The systematic generation, detection, and manipulation of light opened a rapidly growing field of research now commonly known as photonics. This interdisciplinary field is closely related to classical optics as well as modern fields of quantum optics and quantum optomechanics. While the latter can be attributed to be predominantly inclinded towards basic research, photonics has been an applied branch of research from the beginning by virtue of its programmatic name: let light perform actions prior done by electronics. As a result, many of its developments – starting with the invention of the laser – are now among the essential tools and building blocks of scientific advances not only in optical sciences and physics but also in biology (e.g., optical tweezers) or chemistry (e.g., laser spectroscopy and cooling, STED microscopy beyond the diffraction limit).

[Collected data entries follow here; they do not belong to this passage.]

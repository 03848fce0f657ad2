// Copyright (c) 2025 Geoffrey Huntley <ghuntley@ghuntley.com>. All rights reserved.
// SPDX-License-Identifier: Proprietary

//! Locale metadata, direction support and the ordered set of available locales.

use std::fmt;
use std::hash::{Hash, Hasher};

use crate::error::LocaleError;

/// Text direction for a locale.
#[derive(Debug, Clone, Copy, PartialEq, Eq, Hash, Default)]
pub enum Direction {
	/// Left-to-right (e.g., English, Spanish)
	#[default]
	Ltr,
	/// Right-to-left (e.g., Arabic)
	Rtl,
}

impl Direction {
	pub fn is_rtl(&self) -> bool {
		matches!(self, Direction::Rtl)
	}
}

/// Metadata about a supported locale.
#[derive(Debug, Clone, PartialEq, Eq)]
pub struct LocaleInfo {
	/// Canonical tag (e.g., "en", "es", "ar")
	pub code: &'static str,
	/// English name of the language
	pub name: &'static str,
	/// Native name of the language, used as the display label in locale controls
	pub native_name: &'static str,
	/// Text direction
	pub direction: Direction,
}

/// Default locale used as fallback.
pub const DEFAULT_LOCALE: &str = "en";

/// All locales the runtime knows how to format. The set is closed; anything
/// else is rejected at the boundary.
pub static LOCALES: &[LocaleInfo] = &[
	LocaleInfo {
		code: "en",
		name: "English",
		native_name: "English",
		direction: Direction::Ltr,
	},
	LocaleInfo {
		code: "es",
		name: "Spanish",
		native_name: "Español",
		direction: Direction::Ltr,
	},
	LocaleInfo {
		code: "fr",
		name: "French",
		native_name: "Français",
		direction: Direction::Ltr,
	},
	LocaleInfo {
		code: "de",
		name: "German",
		native_name: "Deutsch",
		direction: Direction::Ltr,
	},
	LocaleInfo {
		code: "pt",
		name: "Portuguese",
		native_name: "Português",
		direction: Direction::Ltr,
	},
	LocaleInfo {
		code: "ar",
		name: "Arabic",
		native_name: "العربية",
		direction: Direction::Rtl,
	},
];

/// A supported locale.
///
/// Cheap to copy; always refers to an entry of [`LOCALES`], so holding a
/// `Locale` is proof the tag is known.
#[derive(Clone, Copy)]
pub struct Locale(&'static LocaleInfo);

impl Locale {
	/// Look up a locale by its exact canonical code.
	pub fn parse(code: &str) -> Option<Locale> {
		LOCALES.iter().find(|l| l.code == code).map(Locale)
	}

	/// Match a loosely formatted tag (`es_MX`, `PT-br`, `fr.UTF-8`) against the
	/// known locales, falling back to the language subtag.
	pub fn negotiate(tag: &str) -> Option<Locale> {
		let tag = tag.split('.').next().unwrap_or_default().trim();
		if tag.is_empty() {
			return None;
		}

		let normalized = tag.replace('_', "-").to_lowercase();
		if let Some(info) = LOCALES.iter().find(|l| l.code.to_lowercase() == normalized) {
			return Some(Locale(info));
		}

		let language = normalized.split('-').next()?;
		LOCALES.iter().find(|l| l.code == language).map(Locale)
	}

	/// The locale used when nothing else resolves.
	pub fn default_locale() -> Locale {
		Locale::parse(DEFAULT_LOCALE).unwrap_or(Locale(&LOCALES[0]))
	}

	/// Iterate over every known locale in table order.
	pub fn all() -> impl Iterator<Item = Locale> {
		LOCALES.iter().map(Locale)
	}

	pub fn code(&self) -> &'static str {
		self.0.code
	}

	pub fn info(&self) -> &'static LocaleInfo {
		self.0
	}

	pub fn name(&self) -> &'static str {
		self.0.name
	}

	pub fn native_name(&self) -> &'static str {
		self.0.native_name
	}

	pub fn direction(&self) -> Direction {
		self.0.direction
	}

	pub fn is_rtl(&self) -> bool {
		self.0.direction.is_rtl()
	}
}

impl PartialEq for Locale {
	fn eq(&self, other: &Self) -> bool {
		self.0.code == other.0.code
	}
}

impl Eq for Locale {}

impl Hash for Locale {
	fn hash<H: Hasher>(&self, state: &mut H) {
		self.0.code.hash(state);
	}
}

impl fmt::Debug for Locale {
	fn fmt(&self, f: &mut fmt::Formatter<'_>) -> fmt::Result {
		f.debug_tuple("Locale").field(&self.0.code).finish()
	}
}

impl fmt::Display for Locale {
	fn fmt(&self, f: &mut fmt::Formatter<'_>) -> fmt::Result {
		f.write_str(self.0.code)
	}
}

impl std::str::FromStr for Locale {
	type Err = LocaleError;

	fn from_str(s: &str) -> Result<Self, Self::Err> {
		Locale::parse(s).ok_or_else(|| LocaleError::UnknownLocale(s.to_string()))
	}
}

/// The ordered, fixed set of locales a running application offers.
///
/// Order is the configured display order. There is no mutating API: once
/// built, the sequence is stable for the lifetime of the value.
#[derive(Debug, Clone, PartialEq, Eq)]
pub struct AvailableLocales {
	locales: Vec<Locale>,
}

impl AvailableLocales {
	pub fn new(locales: impl IntoIterator<Item = Locale>) -> Result<Self, LocaleError> {
		let mut out: Vec<Locale> = Vec::new();
		for locale in locales {
			if out.contains(&locale) {
				return Err(LocaleError::DuplicateLocale(locale.code().to_string()));
			}
			out.push(locale);
		}
		if out.is_empty() {
			return Err(LocaleError::Empty);
		}
		Ok(Self { locales: out })
	}

	/// Build from configured codes, rejecting unknown tags.
	pub fn from_codes<I, S>(codes: I) -> Result<Self, LocaleError>
	where
		I: IntoIterator<Item = S>,
		S: AsRef<str>,
	{
		let locales = codes
			.into_iter()
			.map(|code| code.as_ref().parse::<Locale>())
			.collect::<Result<Vec<_>, _>>()?;
		Self::new(locales)
	}

	/// Every known locale, in table order.
	pub fn all() -> Self {
		Self {
			locales: Locale::all().collect(),
		}
	}

	pub fn as_slice(&self) -> &[Locale] {
		&self.locales
	}

	pub fn iter(&self) -> impl Iterator<Item = Locale> + '_ {
		self.locales.iter().copied()
	}

	pub fn len(&self) -> usize {
		self.locales.len()
	}

	pub fn is_empty(&self) -> bool {
		self.locales.is_empty()
	}

	pub fn contains(&self, locale: Locale) -> bool {
		self.locales.contains(&locale)
	}

	/// Find an available locale by exact code.
	pub fn find(&self, code: &str) -> Option<Locale> {
		self.locales.iter().copied().find(|l| l.code() == code)
	}

	pub fn position(&self, locale: Locale) -> Option<usize> {
		self.locales.iter().position(|l| *l == locale)
	}

	pub fn first(&self) -> Locale {
		self.locales[0]
	}
}

impl<'a> IntoIterator for &'a AvailableLocales {
	type Item = &'a Locale;
	type IntoIter = std::slice::Iter<'a, Locale>;

	fn into_iter(self) -> Self::IntoIter {
		self.locales.iter()
	}
}

/// Get metadata for a locale.
///
/// Returns `None` if the locale is not supported.
pub fn locale_info(locale: &str) -> Option<&'static LocaleInfo> {
	LOCALES.iter().find(|l| l.code == locale)
}

/// Check if a locale uses right-to-left text direction.
///
/// Returns `false` for unsupported locales.
pub fn is_rtl(locale: &str) -> bool {
	locale_info(locale).is_some_and(|info| info.direction == Direction::Rtl)
}

/// Check if a locale is supported.
pub fn is_supported(locale: &str) -> bool {
	LOCALES.iter().any(|l| l.code == locale)
}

The availability and readiness of these tools laid the foundation for sophisticated quantum experiments that seemed unimaginable only a few decades ago. Today, at the brink of what many call the second quantum revolution, we are seeing a transition from quantum science to quantum technology. The research group Photonic and Quantum Systems is dedicated to improve and expand the capabilities of photonic systems on one hand and contribute towards future quantum technologies on the other hand by utilizing methods from mathematical modelling, system analysis, optimization, and control theory.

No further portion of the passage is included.